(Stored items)
+++

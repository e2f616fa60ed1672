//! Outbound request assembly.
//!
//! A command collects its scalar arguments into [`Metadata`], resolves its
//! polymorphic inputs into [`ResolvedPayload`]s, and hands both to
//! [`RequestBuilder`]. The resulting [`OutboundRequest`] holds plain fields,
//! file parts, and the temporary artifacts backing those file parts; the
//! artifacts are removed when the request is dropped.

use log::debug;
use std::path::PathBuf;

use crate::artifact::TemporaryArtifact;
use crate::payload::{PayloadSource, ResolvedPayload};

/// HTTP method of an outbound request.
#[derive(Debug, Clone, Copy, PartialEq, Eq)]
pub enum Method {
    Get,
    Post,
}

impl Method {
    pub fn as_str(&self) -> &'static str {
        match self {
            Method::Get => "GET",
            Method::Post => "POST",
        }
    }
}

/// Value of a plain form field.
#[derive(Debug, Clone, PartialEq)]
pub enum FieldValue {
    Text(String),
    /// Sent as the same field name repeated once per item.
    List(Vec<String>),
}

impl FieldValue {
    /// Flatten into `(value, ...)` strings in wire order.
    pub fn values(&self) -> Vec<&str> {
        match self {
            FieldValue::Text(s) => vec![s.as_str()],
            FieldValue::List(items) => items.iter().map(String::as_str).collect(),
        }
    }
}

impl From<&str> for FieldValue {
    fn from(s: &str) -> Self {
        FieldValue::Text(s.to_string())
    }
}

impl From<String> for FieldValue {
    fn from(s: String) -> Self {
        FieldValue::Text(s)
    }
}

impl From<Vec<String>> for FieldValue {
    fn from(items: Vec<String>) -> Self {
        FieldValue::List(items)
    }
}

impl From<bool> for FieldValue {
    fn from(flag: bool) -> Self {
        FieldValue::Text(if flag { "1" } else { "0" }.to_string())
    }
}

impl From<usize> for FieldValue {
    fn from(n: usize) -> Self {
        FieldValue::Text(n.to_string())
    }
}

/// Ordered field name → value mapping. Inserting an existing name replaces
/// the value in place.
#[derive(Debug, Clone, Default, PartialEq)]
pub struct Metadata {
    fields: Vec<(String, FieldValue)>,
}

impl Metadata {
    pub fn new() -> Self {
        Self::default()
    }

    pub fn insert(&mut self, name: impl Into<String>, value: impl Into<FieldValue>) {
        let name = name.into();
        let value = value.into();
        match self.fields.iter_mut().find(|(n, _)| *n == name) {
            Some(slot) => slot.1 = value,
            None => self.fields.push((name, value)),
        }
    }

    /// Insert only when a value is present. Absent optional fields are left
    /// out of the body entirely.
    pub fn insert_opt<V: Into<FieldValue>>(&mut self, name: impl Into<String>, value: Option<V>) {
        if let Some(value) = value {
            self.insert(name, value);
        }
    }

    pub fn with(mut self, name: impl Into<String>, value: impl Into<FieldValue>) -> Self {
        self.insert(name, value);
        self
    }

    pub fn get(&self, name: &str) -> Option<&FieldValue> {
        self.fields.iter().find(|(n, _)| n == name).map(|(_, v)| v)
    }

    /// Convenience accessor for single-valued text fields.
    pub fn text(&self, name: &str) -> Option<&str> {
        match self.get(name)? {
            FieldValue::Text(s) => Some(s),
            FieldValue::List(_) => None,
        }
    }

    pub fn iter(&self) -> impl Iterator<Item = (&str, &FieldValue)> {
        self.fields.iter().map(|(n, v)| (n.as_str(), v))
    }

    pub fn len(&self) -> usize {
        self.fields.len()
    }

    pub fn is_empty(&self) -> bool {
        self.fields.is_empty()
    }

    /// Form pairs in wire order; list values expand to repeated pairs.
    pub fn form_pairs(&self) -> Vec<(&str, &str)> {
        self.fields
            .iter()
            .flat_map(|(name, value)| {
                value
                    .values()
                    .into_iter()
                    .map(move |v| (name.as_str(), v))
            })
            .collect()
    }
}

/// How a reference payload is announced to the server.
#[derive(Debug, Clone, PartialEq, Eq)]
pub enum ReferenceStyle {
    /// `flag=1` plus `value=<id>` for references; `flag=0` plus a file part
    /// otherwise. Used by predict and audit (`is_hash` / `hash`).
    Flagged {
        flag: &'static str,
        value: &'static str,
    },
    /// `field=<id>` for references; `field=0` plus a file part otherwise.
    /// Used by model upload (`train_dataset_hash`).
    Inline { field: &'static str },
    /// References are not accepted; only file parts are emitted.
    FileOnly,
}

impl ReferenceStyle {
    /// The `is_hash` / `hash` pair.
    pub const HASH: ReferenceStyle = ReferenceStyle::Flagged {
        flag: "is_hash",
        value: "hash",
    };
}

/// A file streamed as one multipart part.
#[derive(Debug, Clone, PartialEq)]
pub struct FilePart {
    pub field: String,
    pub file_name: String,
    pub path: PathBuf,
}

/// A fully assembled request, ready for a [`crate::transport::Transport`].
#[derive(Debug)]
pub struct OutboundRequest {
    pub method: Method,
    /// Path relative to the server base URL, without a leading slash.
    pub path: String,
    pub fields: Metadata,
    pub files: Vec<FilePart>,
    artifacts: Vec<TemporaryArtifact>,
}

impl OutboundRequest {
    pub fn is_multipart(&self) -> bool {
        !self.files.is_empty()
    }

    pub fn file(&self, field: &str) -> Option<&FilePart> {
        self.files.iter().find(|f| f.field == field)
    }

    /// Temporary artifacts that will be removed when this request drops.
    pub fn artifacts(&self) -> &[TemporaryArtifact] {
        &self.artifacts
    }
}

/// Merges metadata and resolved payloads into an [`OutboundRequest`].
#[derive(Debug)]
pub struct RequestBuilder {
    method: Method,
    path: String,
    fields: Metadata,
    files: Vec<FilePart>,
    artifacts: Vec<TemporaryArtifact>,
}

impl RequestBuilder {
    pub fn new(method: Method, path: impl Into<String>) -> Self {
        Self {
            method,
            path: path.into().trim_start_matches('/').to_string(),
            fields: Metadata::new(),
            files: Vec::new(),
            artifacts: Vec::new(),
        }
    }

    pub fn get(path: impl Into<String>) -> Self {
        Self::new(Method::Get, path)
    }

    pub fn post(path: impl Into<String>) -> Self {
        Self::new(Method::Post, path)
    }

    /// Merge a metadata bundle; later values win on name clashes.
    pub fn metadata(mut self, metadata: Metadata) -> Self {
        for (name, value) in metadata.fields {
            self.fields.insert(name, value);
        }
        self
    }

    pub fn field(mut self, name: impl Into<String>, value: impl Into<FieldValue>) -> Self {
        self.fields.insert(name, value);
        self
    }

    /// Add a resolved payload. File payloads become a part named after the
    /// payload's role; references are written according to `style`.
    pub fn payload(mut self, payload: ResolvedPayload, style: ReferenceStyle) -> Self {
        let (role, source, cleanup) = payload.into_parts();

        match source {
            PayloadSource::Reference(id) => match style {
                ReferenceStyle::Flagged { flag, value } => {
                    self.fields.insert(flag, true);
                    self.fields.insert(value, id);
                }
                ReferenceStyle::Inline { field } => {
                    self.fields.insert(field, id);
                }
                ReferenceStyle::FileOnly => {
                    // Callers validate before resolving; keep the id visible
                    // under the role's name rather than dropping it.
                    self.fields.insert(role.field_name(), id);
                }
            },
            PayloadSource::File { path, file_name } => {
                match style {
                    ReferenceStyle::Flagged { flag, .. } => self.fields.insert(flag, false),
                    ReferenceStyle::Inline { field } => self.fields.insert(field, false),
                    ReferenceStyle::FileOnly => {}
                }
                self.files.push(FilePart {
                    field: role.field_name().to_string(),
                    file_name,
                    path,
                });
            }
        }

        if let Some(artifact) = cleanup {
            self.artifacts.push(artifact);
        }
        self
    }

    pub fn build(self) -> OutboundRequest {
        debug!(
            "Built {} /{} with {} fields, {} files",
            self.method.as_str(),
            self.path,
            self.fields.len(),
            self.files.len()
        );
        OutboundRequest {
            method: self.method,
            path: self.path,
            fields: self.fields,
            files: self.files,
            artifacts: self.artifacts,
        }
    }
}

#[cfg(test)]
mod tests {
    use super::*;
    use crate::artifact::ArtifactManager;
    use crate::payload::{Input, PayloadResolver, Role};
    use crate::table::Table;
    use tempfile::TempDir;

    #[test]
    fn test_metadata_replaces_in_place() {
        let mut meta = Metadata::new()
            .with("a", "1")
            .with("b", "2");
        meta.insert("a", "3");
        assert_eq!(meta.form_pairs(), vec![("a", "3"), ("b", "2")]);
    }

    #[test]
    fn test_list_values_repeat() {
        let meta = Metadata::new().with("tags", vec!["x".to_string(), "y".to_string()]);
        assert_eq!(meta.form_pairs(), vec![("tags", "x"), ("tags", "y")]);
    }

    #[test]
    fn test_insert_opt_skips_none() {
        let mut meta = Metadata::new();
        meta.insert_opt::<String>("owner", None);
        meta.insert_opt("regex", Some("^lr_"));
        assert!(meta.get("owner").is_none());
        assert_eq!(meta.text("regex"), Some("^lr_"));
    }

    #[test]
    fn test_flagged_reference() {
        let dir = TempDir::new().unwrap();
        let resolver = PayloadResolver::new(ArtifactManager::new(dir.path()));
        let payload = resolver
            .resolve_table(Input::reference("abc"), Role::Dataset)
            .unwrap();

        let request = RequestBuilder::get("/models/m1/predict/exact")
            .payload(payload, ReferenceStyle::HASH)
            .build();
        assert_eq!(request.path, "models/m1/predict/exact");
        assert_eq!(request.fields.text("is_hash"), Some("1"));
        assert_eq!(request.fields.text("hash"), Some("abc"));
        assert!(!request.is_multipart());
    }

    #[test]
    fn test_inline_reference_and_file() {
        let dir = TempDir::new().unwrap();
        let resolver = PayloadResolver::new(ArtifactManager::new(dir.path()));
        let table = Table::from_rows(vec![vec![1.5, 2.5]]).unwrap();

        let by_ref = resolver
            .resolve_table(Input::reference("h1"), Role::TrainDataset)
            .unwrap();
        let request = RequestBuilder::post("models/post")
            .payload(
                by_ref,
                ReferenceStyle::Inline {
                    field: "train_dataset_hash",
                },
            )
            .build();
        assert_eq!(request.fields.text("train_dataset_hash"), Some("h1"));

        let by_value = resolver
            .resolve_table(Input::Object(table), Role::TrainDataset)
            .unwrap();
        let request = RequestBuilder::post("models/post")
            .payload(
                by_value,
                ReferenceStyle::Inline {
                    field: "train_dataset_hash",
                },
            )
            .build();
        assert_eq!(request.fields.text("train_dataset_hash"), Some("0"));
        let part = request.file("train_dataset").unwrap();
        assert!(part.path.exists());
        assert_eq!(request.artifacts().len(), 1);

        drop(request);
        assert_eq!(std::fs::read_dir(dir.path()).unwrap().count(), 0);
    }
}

+++

(What is needed) The output must consist solely of the lines from the first line of the records through the line containing "use crate::artifact::TemporaryArtifact;", reproduced exactly.

(Exercise answer)
repository e2f616fa60ed1672
//! Outbound request assembly.
//!
//! A command collects its scalar arguments into [`Metadata`], resolves its
//! polymorphic inputs into [`ResolvedPayload`]s, and hands both to
//! [`RequestBuilder`]. The resulting [`OutboundRequest`] holds plain fields,
//! file parts, and the temporary artifacts backing those file parts; the
//! artifacts are removed when the request is dropped.

use log::debug;
use std::path::PathBuf;

use crate::artifact::TemporaryArtifact;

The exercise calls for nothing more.